------ DATASET EXCERPTS

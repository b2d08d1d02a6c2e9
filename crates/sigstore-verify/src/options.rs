//! Verification options

use std::time::Duration;

/// Default bound on a single remote log query
pub const DEFAULT_REMOTE_TIMEOUT: Duration = Duration::from_secs(30);

/// How inclusion in the log is established
#[derive(Debug, Clone, Copy, PartialEq, Eq, Default)]
pub enum LogMode {
    /// Use the inclusion promise and proof carried by each entry
    #[default]
    Offline,
    /// Query each log for the entry
    Online,
}

/// Options for transparency log verification
#[derive(Debug, Clone)]
pub struct TlogVerificationOptions {
    /// Minimum number of entries that must verify
    pub threshold: usize,
    /// Return the integrated times of entries backed by signed evidence
    pub trust_integrated_time: bool,
    /// Verification strategy, applied to every entry
    pub mode: LogMode,
    /// Bound on each remote query in online mode
    pub remote_timeout: Duration,
}

impl Default for TlogVerificationOptions {
    fn default() -> Self {
        Self {
            threshold: 1,
            trust_integrated_time: false,
            mode: LogMode::Offline,
            remote_timeout: DEFAULT_REMOTE_TIMEOUT,
        }
    }
}

impl TlogVerificationOptions {
    /// Require at least `threshold` verified entries
    pub fn require_threshold(mut self, threshold: usize) -> Self {
        self.threshold = threshold;
        self
    }

    /// Collect trusted timestamps from verified entries
    pub fn trust_integrated_time(mut self) -> Self {
        self.trust_integrated_time = true;
        self
    }

    /// Verify entries against the live logs
    pub fn online(mut self) -> Self {
        self.mode = LogMode::Online;
        self
    }

    /// Bound each remote query
    pub fn with_remote_timeout(mut self, timeout: Duration) -> Self {
        self.remote_timeout = timeout;
        self
    }
}
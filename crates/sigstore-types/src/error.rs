//! Error types for sigstore-types

use thiserror::Error;

/// Errors that can occur when decoding core types
#[derive(Error, Debug)]
pub enum Error {
    /// Base64 decoding error
    #[error("Base64 error: {0}")]
    Base64(#[from] base64::DecodeError),

    /// Hex decoding error
    #[error("Hex error: {0}")]
    Hex(#[from] hex::FromHexError),

    /// Unknown hash algorithm name
    #[error("Unknown hash algorithm: {0}")]
    UnknownHashAlgorithm(String),
}

/// Result type for core type operations
pub type Result<T> = std::result::Result<T, Error>;
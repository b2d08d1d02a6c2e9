//! Hash algorithms used by transparency logs

use crate::error::{Error, Result};
use serde::{Deserialize, Serialize};
use std::fmt;
use std::str::FromStr;

/// Hash algorithm a transparency log uses for its Merkle tree and signatures
#[derive(Debug, Clone, Copy, PartialEq, Eq, Hash, Default, Serialize, Deserialize)]
pub enum HashAlgorithm {
    /// SHA2-256
    #[default]
    #[serde(rename = "SHA2_256")]
    Sha2_256,
    /// SHA2-384
    #[serde(rename = "SHA2_384")]
    Sha2_384,
    /// SHA2-512
    #[serde(rename = "SHA2_512")]
    Sha2_512,
}

impl HashAlgorithm {
    /// Name as used in trusted root documents
    pub fn as_str(&self) -> &'static str {
        match self {
            HashAlgorithm::Sha2_256 => "SHA2_256",
            HashAlgorithm::Sha2_384 => "SHA2_384",
            HashAlgorithm::Sha2_512 => "SHA2_512",
        }
    }

    /// Digest length in bytes
    pub fn digest_len(&self) -> usize {
        match self {
            HashAlgorithm::Sha2_256 => 32,
            HashAlgorithm::Sha2_384 => 48,
            HashAlgorithm::Sha2_512 => 64,
        }
    }
}

impl fmt::Display for HashAlgorithm {
    fn fmt(&self, f: &mut fmt::Formatter<'_>) -> fmt::Result {
        f.write_str(self.as_str())
    }
}

impl FromStr for HashAlgorithm {
    type Err = Error;

    fn from_str(s: &str) -> Result<Self> {
        match s {
            "SHA2_256" | "sha256" => Ok(HashAlgorithm::Sha2_256),
            "SHA2_384" | "sha384" => Ok(HashAlgorithm::Sha2_384),
            "SHA2_512" | "sha512" => Ok(HashAlgorithm::Sha2_512),
            _ => Err(Error::UnknownHashAlgorithm(s.to_string())),
        }
    }
}
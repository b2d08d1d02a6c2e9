//! Structural validation of log entries

use crate::entity::{integrated_time_utc, LogEntry};
use crate::error::{Error, Result};

/// Checks that an entry is well formed before any verification work
///
/// A failure aborts the whole verification.
pub trait EntryValidator: Send + Sync {
    fn validate(&self, entry: &dyn LogEntry) -> Result<()>;
}

/// Default validator checking the fields the verifier relies on
#[derive(Debug, Clone, Copy, Default)]
pub struct StructuralValidator;

impl EntryValidator for StructuralValidator {
    fn validate(&self, entry: &dyn LogEntry) -> Result<()> {
        if entry.log_key_id().is_empty() {
            return Err(Error::InvalidEntry("missing log key ID".to_string()));
        }

        if entry.log_index() < 0 {
            return Err(Error::InvalidEntry(format!(
                "negative log index {}",
                entry.log_index()
            )));
        }

        if entry.integrated_time() < 0 {
            return Err(Error::InvalidEntry(format!(
                "negative integrated time {}",
                entry.integrated_time()
            )));
        }
        integrated_time_utc(entry)?;

        if entry.signature().is_empty() {
            return Err(Error::InvalidEntry("missing signature".to_string()));
        }

        if entry.public_key().is_empty() {
            return Err(Error::InvalidEntry("missing public key".to_string()));
        }

        Ok(())
    }
}
//! Capabilities the verifier needs from a signed artifact
//!
//! The verifier does not parse bundles. Callers expose their artifact
//! through [`SignedEntity`], and its log entries through [`LogEntry`].

use crate::error::{Error, Result};
use chrono::{DateTime, Utc};
use serde::{Deserialize, Serialize};
use sigstore_trust_root::{TransparencyLog, TrustedMaterial};

/// A transparency log entry recorded for an artifact
pub trait LogEntry: Send + Sync {
    /// Raw key ID of the log that recorded the entry
    fn log_key_id(&self) -> &[u8];

    /// Index of the entry in the log
    fn log_index(&self) -> i64;

    /// Time the log integrated the entry (Unix seconds)
    fn integrated_time(&self) -> i64;

    /// Signature recorded in the entry body
    fn signature(&self) -> &[u8];

    /// Public key or certificate recorded in the entry body
    fn public_key(&self) -> &[u8];

    fn has_inclusion_promise(&self) -> bool;

    fn has_inclusion_proof(&self) -> bool;
}

/// Signature carried by the artifact
pub trait SignatureContent: Send + Sync {
    fn signature(&self) -> &[u8];
}

/// Verification material (certificate or key) carried by the artifact
pub trait VerificationContent: Send + Sync {
    /// Check that `public_key` is the artifact's key
    fn compare_key(&self, public_key: &[u8], trusted_material: &dyn TrustedMaterial) -> bool;

    /// Check that `time` falls inside the material's validity window
    fn valid_at_time(&self, time: DateTime<Utc>, trusted_material: &dyn TrustedMaterial) -> bool;
}

/// A signed artifact together with its transparency log evidence
pub trait SignedEntity: Send + Sync {
    type Entry: LogEntry;
    type Signature: SignatureContent;
    type Verification: VerificationContent;

    fn tlog_entries(&self) -> Result<&[Self::Entry]>;

    fn signature_content(&self) -> Result<&Self::Signature>;

    fn verification_content(&self) -> Result<&Self::Verification>;
}

/// A trusted point in time established by a transparency log
#[derive(Debug, Clone, PartialEq, Eq, Hash, Serialize, Deserialize)]
pub struct Timestamp {
    /// Integrated time of the entry
    pub time: DateTime<Utc>,
    /// Base URL of the log that vouched for it
    pub uri: String,
}

impl Timestamp {
    /// Timestamp for an entry's integrated time as vouched for by `log`
    pub fn from_entry(entry: &dyn LogEntry, log: &TransparencyLog) -> Result<Self> {
        Ok(Self {
            time: integrated_time_utc(entry)?,
            uri: log.base_url.clone(),
        })
    }
}

/// Integrated time of an entry as a UTC datetime
pub(crate) fn integrated_time_utc(entry: &dyn LogEntry) -> Result<DateTime<Utc>> {
    DateTime::from_timestamp(entry.integrated_time(), 0).ok_or_else(|| {
        Error::InvalidEntry(format!(
            "integrated time {} is out of range",
            entry.integrated_time()
        ))
    })
}
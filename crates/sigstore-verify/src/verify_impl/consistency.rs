//! Consistency between a verified log entry and the artifact
//!
//! A log entry's own claims are never trusted in isolation: its signature,
//! key and integrated time must agree with what the artifact carries.

use crate::entity::{integrated_time_utc, LogEntry, VerificationContent};
use crate::error::{Error, Result};
use sigstore_trust_root::TrustedMaterial;

/// Cross-check a verified entry against the artifact's signature and verification content
pub fn check_consistency(
    entry: &dyn LogEntry,
    entity_signature: &[u8],
    verification_content: &dyn VerificationContent,
    trusted_material: &dyn TrustedMaterial,
) -> Result<()> {
    // Ensure entry signature matches signature from the artifact
    if entry.signature() != entity_signature {
        return Err(Error::SignatureMismatch);
    }

    // Ensure entry key matches the artifact's certificate or key
    if !verification_content.compare_key(entry.public_key(), trusted_material) {
        return Err(Error::CertificateMismatch);
    }

    let integrated_time = integrated_time_utc(entry)?;
    if !verification_content.valid_at_time(integrated_time, trusted_material) {
        return Err(Error::IntegratedTimeOutsideValidity(
            entry.integrated_time(),
        ));
    }

    Ok(())
}
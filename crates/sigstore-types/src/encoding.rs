//! Byte identifiers and serde helpers for base64-encoded fields

use crate::error::Result;
use base64::{engine::general_purpose::STANDARD, Engine};
use serde::{Deserialize, Deserializer, Serialize, Serializer};
use std::fmt;

/// Identifier of a transparency log, derived from the log's public key
///
/// Stored as raw bytes. Trusted material is keyed by the hex encoding,
/// while JSON documents carry the base64 encoding.
#[derive(Debug, Clone, PartialEq, Eq, Hash, Default, PartialOrd, Ord)]
pub struct LogKeyId(Vec<u8>);

impl LogKeyId {
    /// Create a log key ID from raw bytes
    pub fn new(bytes: impl Into<Vec<u8>>) -> Self {
        Self(bytes.into())
    }

    /// Decode a hex-encoded log key ID
    pub fn from_hex(s: &str) -> Result<Self> {
        Ok(Self(hex::decode(s)?))
    }

    /// Decode a base64-encoded log key ID
    pub fn from_base64(s: &str) -> Result<Self> {
        Ok(Self(STANDARD.decode(s)?))
    }

    /// Raw key ID bytes
    pub fn as_bytes(&self) -> &[u8] {
        &self.0
    }

    /// Hex encoding, the form used to key trusted log maps
    pub fn to_hex(&self) -> String {
        hex::encode(&self.0)
    }

    /// Base64 encoding, the form used in JSON documents
    pub fn to_base64(&self) -> String {
        STANDARD.encode(&self.0)
    }

    pub fn is_empty(&self) -> bool {
        self.0.is_empty()
    }
}

impl fmt::Display for LogKeyId {
    fn fmt(&self, f: &mut fmt::Formatter<'_>) -> fmt::Result {
        f.write_str(&self.to_hex())
    }
}

impl From<Vec<u8>> for LogKeyId {
    fn from(bytes: Vec<u8>) -> Self {
        Self(bytes)
    }
}

impl From<&[u8]> for LogKeyId {
    fn from(bytes: &[u8]) -> Self {
        Self(bytes.to_vec())
    }
}

impl AsRef<[u8]> for LogKeyId {
    fn as_ref(&self) -> &[u8] {
        &self.0
    }
}

impl Serialize for LogKeyId {
    fn serialize<S: Serializer>(&self, serializer: S) -> std::result::Result<S::Ok, S::Error> {
        base64_bytes::serialize(&self.0, serializer)
    }
}

impl<'de> Deserialize<'de> for LogKeyId {
    fn deserialize<D: Deserializer<'de>>(deserializer: D) -> std::result::Result<Self, D::Error> {
        base64_bytes::deserialize(deserializer).map(Self)
    }
}

/// Serde helper for `Vec<u8>` fields encoded as standard base64 strings
pub mod base64_bytes {
    use base64::{engine::general_purpose::STANDARD, Engine};
    use serde::{de::Error, Deserialize, Deserializer, Serializer};

    pub fn serialize<S: Serializer>(bytes: &[u8], serializer: S) -> Result<S::Ok, S::Error> {
        serializer.serialize_str(&STANDARD.encode(bytes))
    }

    pub fn deserialize<'de, D: Deserializer<'de>>(deserializer: D) -> Result<Vec<u8>, D::Error> {
        let s = String::deserialize(deserializer)?;
        STANDARD.decode(s.as_bytes()).map_err(D::Error::custom)
    }
}

/// Serde helper for optional base64 byte fields
pub mod base64_bytes_option {
    use base64::{engine::general_purpose::STANDARD, Engine};
    use serde::{de::Error, Deserialize, Deserializer, Serializer};

    pub fn serialize<S: Serializer>(
        bytes: &Option<Vec<u8>>,
        serializer: S,
    ) -> Result<S::Ok, S::Error> {
        match bytes {
            Some(bytes) => serializer.serialize_some(&STANDARD.encode(bytes)),
            None => serializer.serialize_none(),
        }
    }

    pub fn deserialize<'de, D: Deserializer<'de>>(
        deserializer: D,
    ) -> Result<Option<Vec<u8>>, D::Error> {
        let s = Option::<String>::deserialize(deserializer)?;
        s.map(|s| STANDARD.decode(s.as_bytes()).map_err(D::Error::custom))
            .transpose()
    }
}
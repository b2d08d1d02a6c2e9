//! Core types for Sigstore transparency log verification
//!
//! This crate provides the small value types shared by the trust root,
//! the Rekor client and the verifier: log key identifiers, hash
//! algorithms and serde helpers for base64-encoded byte fields.

pub mod encoding;
pub mod error;
pub mod hash;

pub use encoding::{base64_bytes, base64_bytes_option, LogKeyId};
pub use error::{Error, Result};
pub use hash::HashAlgorithm;
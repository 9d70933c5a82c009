//! Inkslate Core Library
//!
//! Stroke data model and geometric editing engine for a freehand canvas:
//! point sampling while drawing, hit-testing, and the splitting eraser.

pub mod canvas;
pub mod geometry;
pub mod gesture;
pub mod input;
pub mod presenter;
pub mod store;
pub mod stroke;
pub mod tools;

pub use canvas::Canvas;
pub use geometry::{erase_near, hit_test, point_to_polyline_dist, point_to_segment_dist, split_runs};
pub use gesture::{GestureController, GestureState};
pub use input::PointerEvent;
pub use presenter::Presenter;
pub use store::{MIN_POINT_DISTANCE, StrokeStore};
pub use stroke::{Stroke, StrokeColor, StrokeId};
pub use tools::{ConfigError, ConfigResult, EraserMode, ToolConfig, ToolKind};
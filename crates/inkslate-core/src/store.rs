//! Authoritative stroke collection.

use crate::stroke::{Stroke, StrokeColor, StrokeId};
use crate::tools::{ConfigError, ConfigResult};
use kurbo::Point;

/// Points closer than this to the previous recorded point are dropped.
pub const MIN_POINT_DISTANCE: f64 = 3.0;

/// Ordered stroke collection. Insertion order is paint order (back to front).
///
/// Every mutation is applied synchronously and returns whether the visible
/// collection changed.
#[derive(Debug, Clone)]
pub struct StrokeStore {
    strokes: Vec<Stroke>,
    /// Stroke currently receiving points, if a pen gesture is in progress.
    open: Option<StrokeId>,
    min_point_distance: f64,
}

impl Default for StrokeStore {
    fn default() -> Self {
        Self::new()
    }
}

impl StrokeStore {
    /// Create an empty store with the default sampling threshold.
    pub fn new() -> Self {
        Self {
            strokes: Vec::new(),
            open: None,
            min_point_distance: MIN_POINT_DISTANCE,
        }
    }

    /// Create an empty store with a custom sampling threshold.
    pub fn with_min_point_distance(min_point_distance: f64) -> ConfigResult<Self> {
        if min_point_distance.is_nan() || min_point_distance < 0.0 {
            return Err(ConfigError::NegativeMinPointDistance(min_point_distance));
        }
        Ok(Self {
            min_point_distance,
            ..Self::new()
        })
    }

    pub fn min_point_distance(&self) -> f64 {
        self.min_point_distance
    }

    /// Start a new one-point stroke on top of the stack.
    pub fn begin_stroke(&mut self, color: StrokeColor, width: f64, first: Point) -> StrokeId {
        let stroke = Stroke::new(color, width, first);
        let id = stroke.id();
        log::debug!("Begin stroke {} at ({:.1}, {:.1})", id, first.x, first.y);
        self.strokes.push(stroke);
        self.open = Some(id);
        id
    }

    /// Append a point to the open stroke.
    ///
    /// Points within the sampling threshold of the last recorded point are
    /// dropped. Does nothing if no stroke is open.
    pub fn append_point(&mut self, point: Point) -> bool {
        let min_distance = self.min_point_distance;
        let Some(stroke) = self.open_stroke_mut() else {
            return false;
        };

        if let Some(last) = stroke.last_point() {
            if last.distance(point) <= min_distance {
                log::trace!("Dropped point ({:.1}, {:.1}): too close", point.x, point.y);
                return false;
            }
        }

        stroke.push_point(point);
        true
    }

    /// Close the open stroke. A stroke that never got past its first point
    /// is removed, so committed strokes always have a segment.
    pub fn end_stroke(&mut self) -> bool {
        let Some(id) = self.open.take() else {
            return false;
        };

        let Some(pos) = self.strokes.iter().rposition(|s| s.id() == id) else {
            return false;
        };

        if self.strokes[pos].is_renderable() {
            log::debug!("Committed stroke {} ({} points)", id, self.strokes[pos].len());
            false
        } else {
            log::debug!("Discarded single-point stroke {}", id);
            self.strokes.remove(pos);
            true
        }
    }

    /// Remove a stroke. Absent identities are ignored.
    pub fn delete_stroke(&mut self, id: StrokeId) -> bool {
        let before = self.strokes.len();
        self.strokes.retain(|s| s.id() != id);
        if self.open == Some(id) {
            self.open = None;
        }
        let removed = self.strokes.len() != before;
        if removed {
            log::debug!("Deleted stroke {}", id);
        }
        removed
    }

    /// Replace the whole collection, e.g. with the result of a partial erase.
    pub fn replace_all(&mut self, strokes: Vec<Stroke>) {
        if let Some(id) = self.open {
            if !strokes.iter().any(|s| s.id() == id) {
                self.open = None;
            }
        }
        log::debug!("Replaced {} stroke(s) with {}", self.strokes.len(), strokes.len());
        self.strokes = strokes;
    }

    /// Remove every stroke.
    pub fn clear(&mut self) {
        self.strokes.clear();
        self.open = None;
    }

    /// Read-only view of the collection in paint order.
    pub fn snapshot(&self) -> &[Stroke] {
        &self.strokes
    }

    /// Strokes that can be drawn as lines (at least two points), in paint order.
    pub fn renderable(&self) -> impl Iterator<Item = &Stroke> {
        self.strokes.iter().filter(|s| s.is_renderable())
    }

    /// Get a stroke by identity.
    pub fn get(&self, id: StrokeId) -> Option<&Stroke> {
        self.strokes.iter().find(|s| s.id() == id)
    }

    /// Stroke currently receiving points.
    pub fn open_stroke(&self) -> Option<&Stroke> {
        self.open.and_then(|id| self.strokes.iter().rev().find(|s| s.id() == id))
    }

    fn open_stroke_mut(&mut self) -> Option<&mut Stroke> {
        let id = self.open?;
        self.strokes.iter_mut().rev().find(|s| s.id() == id)
    }

    /// Get the number of strokes.
    pub fn len(&self) -> usize {
        self.strokes.len()
    }

    /// Check if the store is empty.
    pub fn is_empty(&self) -> bool {
        self.strokes.is_empty()
    }
}
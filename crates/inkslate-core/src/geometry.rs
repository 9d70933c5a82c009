//! Geometry kernel: distance, hit-testing and the partial eraser.
//!
//! Everything here is a pure function over borrowed strokes. Callers own the
//! collection and decide whether to install the result.

use crate::stroke::{Stroke, StrokeId};
use kurbo::Point;

/// Distance from a point to a line segment (a→b).
///
/// A zero-length segment measures the distance to its single point.
pub fn point_to_segment_dist(point: Point, a: Point, b: Point) -> f64 {
    let seg = b - a;
    let pv = point - a;
    let len_sq = seg.hypot2();
    if len_sq < f64::EPSILON {
        return pv.hypot();
    }
    let t = (pv.dot(seg) / len_sq).clamp(0.0, 1.0);
    point.distance(a + seg * t)
}

/// Minimum distance from a point to a polyline (sequence of connected segments).
///
/// Returns infinity for fewer than two points.
pub fn point_to_polyline_dist(point: Point, points: &[Point]) -> f64 {
    points
        .windows(2)
        .map(|w| point_to_segment_dist(point, w[0], w[1]))
        .fold(f64::INFINITY, f64::min)
}

/// Find the topmost stroke passing within `hit_radius` of `query`.
///
/// Strokes are checked front to back (reverse insertion order) so the result
/// matches what is painted on top.
pub fn hit_test(query: Point, strokes: &[Stroke], hit_radius: f64) -> Option<StrokeId> {
    strokes
        .iter()
        .rev()
        .find(|stroke| stroke.hit_test(query, hit_radius))
        .map(Stroke::id)
}

/// Partition `points` into maximal contiguous runs of points satisfying `keep`.
///
/// Rejected points act as cut points and appear in no run. Runs of any
/// length, including single points, are returned in their original order.
pub fn split_runs(points: &[Point], keep: impl Fn(Point) -> bool) -> Vec<Vec<Point>> {
    let mut runs = Vec::new();
    let mut current = Vec::new();

    for &point in points {
        if keep(point) {
            current.push(point);
        } else if !current.is_empty() {
            runs.push(std::mem::take(&mut current));
        }
    }
    if !current.is_empty() {
        runs.push(current);
    }

    runs
}

/// Remove every point within `eraser_radius` of `query`, splitting strokes
/// where their continuity is broken.
///
/// A stroke of two or more points that loses no point is carried over as is,
/// identity included. Otherwise each surviving run of two or more points
/// becomes a new stroke with the parent's color and width and an identity
/// derived from the parent and the run's position; shorter runs are dropped,
/// so a lone-point stroke never survives an erase. Output keeps the input's
/// stroke order and each stroke's run order.
pub fn erase_near(query: Point, strokes: &[Stroke], eraser_radius: f64) -> Vec<Stroke> {
    let keep = |p: Point| p.distance(query) > eraser_radius;
    let mut erased = Vec::with_capacity(strokes.len());

    for stroke in strokes {
        if stroke.is_renderable() && stroke.points().iter().all(|&p| keep(p)) {
            erased.push(stroke.clone());
            continue;
        }

        let before = erased.len();
        erased.extend(
            split_runs(stroke.points(), keep)
                .into_iter()
                .filter(|run| run.len() >= 2)
                .enumerate()
                .map(|(run, points)| stroke.derive(run, points)),
        );
        log::trace!(
            "Eraser at ({:.1}, {:.1}) split stroke {} into {} piece(s)",
            query.x,
            query.y,
            stroke.id(),
            erased.len() - before
        );
    }

    erased
}
use serde_json::Value;

use showcase::io::json_io::{self, JsonIoError};

#[test]
fn test_load_rows_valid() {
    let dir = tempfile::tempdir().unwrap();
    let path = dir.path().join("test.json");
    std::fs::write(
        &path,
        r#"[{"name":"Alice","age":30},{"name":"Bob","age":25}]"#,
    )
    .unwrap();

    let rows = json_io::load_rows(&path).unwrap();
    assert_eq!(rows.len(), 2);
    assert_eq!(rows[0]["name"], Value::String("Alice".to_string()));
    assert_eq!(rows[1]["age"], Value::Number(25.into()));
}

#[test]
fn test_load_rows_empty_array() {
    let dir = tempfile::tempdir().unwrap();
    let path = dir.path().join("empty.json");
    std::fs::write(&path, "[]").unwrap();

    let rows = json_io::load_rows(&path).unwrap();
    assert!(rows.is_empty());
}

#[test]
fn test_load_rows_not_array() {
    let dir = tempfile::tempdir().unwrap();
    let path = dir.path().join("obj.json");
    std::fs::write(&path, r#"{"key": "value"}"#).unwrap();

    let err = json_io::load_rows(&path).unwrap_err();
    assert!(matches!(err, JsonIoError::NotAnArray));
}

#[test]
fn test_load_rows_not_objects() {
    let err = json_io::parse_rows("[1, 2, 3]").unwrap_err();
    assert!(matches!(err, JsonIoError::NotArrayOfObjects));
}

#[test]
fn test_load_rows_invalid_json() {
    let err = json_io::parse_rows("[{").unwrap_err();
    assert!(matches!(err, JsonIoError::Parse(_)));
}

#[test]
fn test_load_rows_missing_file() {
    let dir = tempfile::tempdir().unwrap();
    let err = json_io::load_rows(&dir.path().join("missing.json")).unwrap_err();
    assert!(matches!(err, JsonIoError::Io(_)));
    assert!(err.to_string().starts_with("IO error"));
}

#[test]
fn test_load_rows_fixture() {
    let manifest_dir = std::path::Path::new(env!("CARGO_MANIFEST_DIR"));
    let path = manifest_dir.join("tests").join("data").join("people.json");
    let rows = json_io::load_rows(&path).unwrap();
    assert_eq!(rows.len(), 3);
    assert_eq!(rows[2]["role"], Value::String("Editor".to_string()));
}
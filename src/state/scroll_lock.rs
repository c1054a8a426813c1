/// Whatever owns the page scroll (the webview document in the app, a counter
/// in tests).
pub trait ScrollHost {
    fn suspend_scroll(&self);
    fn restore_scroll(&self);
}

/// Holds the page scroll suspended until dropped.
#[derive(Debug)]
pub struct ScrollLock<H: ScrollHost> {
    host: H,
}

impl<H: ScrollHost> ScrollLock<H> {
    pub fn acquire(host: H) -> Self {
        host.suspend_scroll();
        Self { host }
    }
}

impl<H: ScrollHost> Drop for ScrollLock<H> {
    fn drop(&mut self) {
        self.host.restore_scroll();
    }
}
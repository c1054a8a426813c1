use dioxus::prelude::*;

use crate::state::toast::{Toast, ToastId, ToastList, TOAST_FADE};

#[component]
pub fn ToastStack(toasts: Signal<ToastList>) -> Element {
    let items = toasts.read().items().to_vec();

    rsx! {
        div { class: "toast-stack", id: "toast-stack",
            for toast in items {
                ToastItem { key: "{toast.id}", toast, toasts }
            }
        }
    }
}

#[component]
fn ToastItem(toast: Toast, toasts: Signal<ToastList>) -> Element {
    let mut visible = use_signal(|| true);
    let id = toast.id;
    let duration = toast.duration;

    let timer = use_hook(move || {
        spawn(async move {
            tokio::time::sleep(duration).await;
            visible.set(false);
            fade_out(toasts, id).await;
        })
    });

    // Teardown must never leave the timer armed.
    use_drop(move || timer.cancel());

    let fade_class = if visible() { "toast-visible" } else { "toast-hidden" };

    rsx! {
        div { class: "toast {toast.kind.class()} {fade_class}",
            span { "{toast.message}" }
            button {
                class: "toast-close",
                onclick: move |_| {
                    timer.cancel();
                    visible.set(false);
                    spawn(fade_out(toasts, id));
                },
                "\u{2715}"
            }
        }
    }
}

async fn fade_out(mut toasts: Signal<ToastList>, id: ToastId) {
    tokio::time::sleep(TOAST_FADE).await;
    toasts.write().dismiss(id);
}
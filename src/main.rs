use showcase::config::AppConfig;
use showcase::logging;
use showcase::ui::app::App;

fn main() {
    let (config, config_error) = match AppConfig::from_env() {
        Ok(config) => (config, None),
        Err(err) => (AppConfig::default(), Some(err)),
    };

    if let Err(err) = logging::init_tracing(&config.log_filter) {
        eprintln!("failed to initialize logging: {err}");
    }
    if let Some(err) = config_error {
        tracing::error!(%err, "invalid configuration, falling back to defaults");
    }

    dioxus::LaunchBuilder::desktop()
        .with_cfg(
            dioxus::desktop::Config::new().with_window(
                dioxus::desktop::WindowBuilder::new()
                    .with_title("Component Showcase")
                    .with_inner_size(dioxus::desktop::LogicalSize::new(1200.0, 800.0)),
            ),
        )
        .with_context(config)
        .launch(App);
}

------------

PROBLEM TO SOLVE:
Tell how many lines of the data above hold the string "gesture". The number alone is the answer.

EXERCISE RESULT:
3